World's Largest EM ETF Changes Index
Vanguard, the world’s biggest mutual fund company, has decided to move away from some MSCI indices in favour of benchmarks run by competing index provider FTSE, in a move motivated in part by index licensing costs. The move will involve the US$67 billion Vanguard MSCI Emerging Markets ETF (NYSEArca: VWO), the world’s largest emerging market equity tracker fund.
Vanguard’s switch affects six international equity funds that had total assets of US$170 billion as of Aug. 31, FTSE said today in a press release, noting the transaction was the largest ever international index provider switch.

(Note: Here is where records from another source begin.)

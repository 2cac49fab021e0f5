use serde::{Deserialize, Serialize};

/// Grid cell assignment for a child: the (row, column) origin plus the
/// number of tracks spanned on each axis. Spans are always at least 1.
#[derive(Debug, Clone, Copy, PartialEq, Eq, Serialize, Deserialize)]
#[serde(default)]
pub struct Placement {
    pub row: u16,
    pub column: u16,
    pub row_span: u16,
    pub column_span: u16,
}

impl Default for Placement {
    fn default() -> Self {
        Self {
            row: 0,
            column: 0,
            row_span: 1,
            column_span: 1,
        }
    }
}

impl Placement {
    /// Single-cell placement at the given coordinates.
    pub const fn cell(row: u16, column: u16) -> Self {
        Self {
            row,
            column,
            row_span: 1,
            column_span: 1,
        }
    }

    /// Placement spanning multiple tracks. Zero spans are normalized to 1.
    pub fn spanning(row: u16, column: u16, row_span: u16, column_span: u16) -> Self {
        Self {
            row,
            column,
            row_span: row_span.max(1),
            column_span: column_span.max(1),
        }
    }

    /// Remap authored coordinates into an axis interleaved with gutter
    /// tracks: cell `k` becomes cell `2k`, and a span covering `m` user
    /// tracks grows to `2m - 1` so it also covers the gutters in between.
    pub fn doubled(&self) -> Self {
        Self {
            row: self.row.saturating_mul(2),
            column: self.column.saturating_mul(2),
            row_span: self.row_span.saturating_mul(2).saturating_sub(1),
            column_span: self.column_span.saturating_mul(2).saturating_sub(1),
        }
    }
}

The funds will change to benchmarks in the FTSE Global Equity Index Series, replacing MSCI, and VWO and the index mutual fund of which it is part will be based on the FTSE Emerging Index, FTSE said.
The agreement builds on a pre-existing relationship between Vanguard and London-based FTSE. Vanguard currently uses FTSE benchmarks on more than 20 index portfolios around the world, with total assets of US$26 billion.
One executive at a European exchange-traded fund provider, who preferred to remain anonymous, commented: "Given the size of VWO, even a 1bp cut in annual index licensing fees represents $7 million in savings for the fund and its investors, and the cut may well have been more than that in practice. It's also good to see increasing competition between index providers, who have often behaved as an oligopoly when licensing their indices."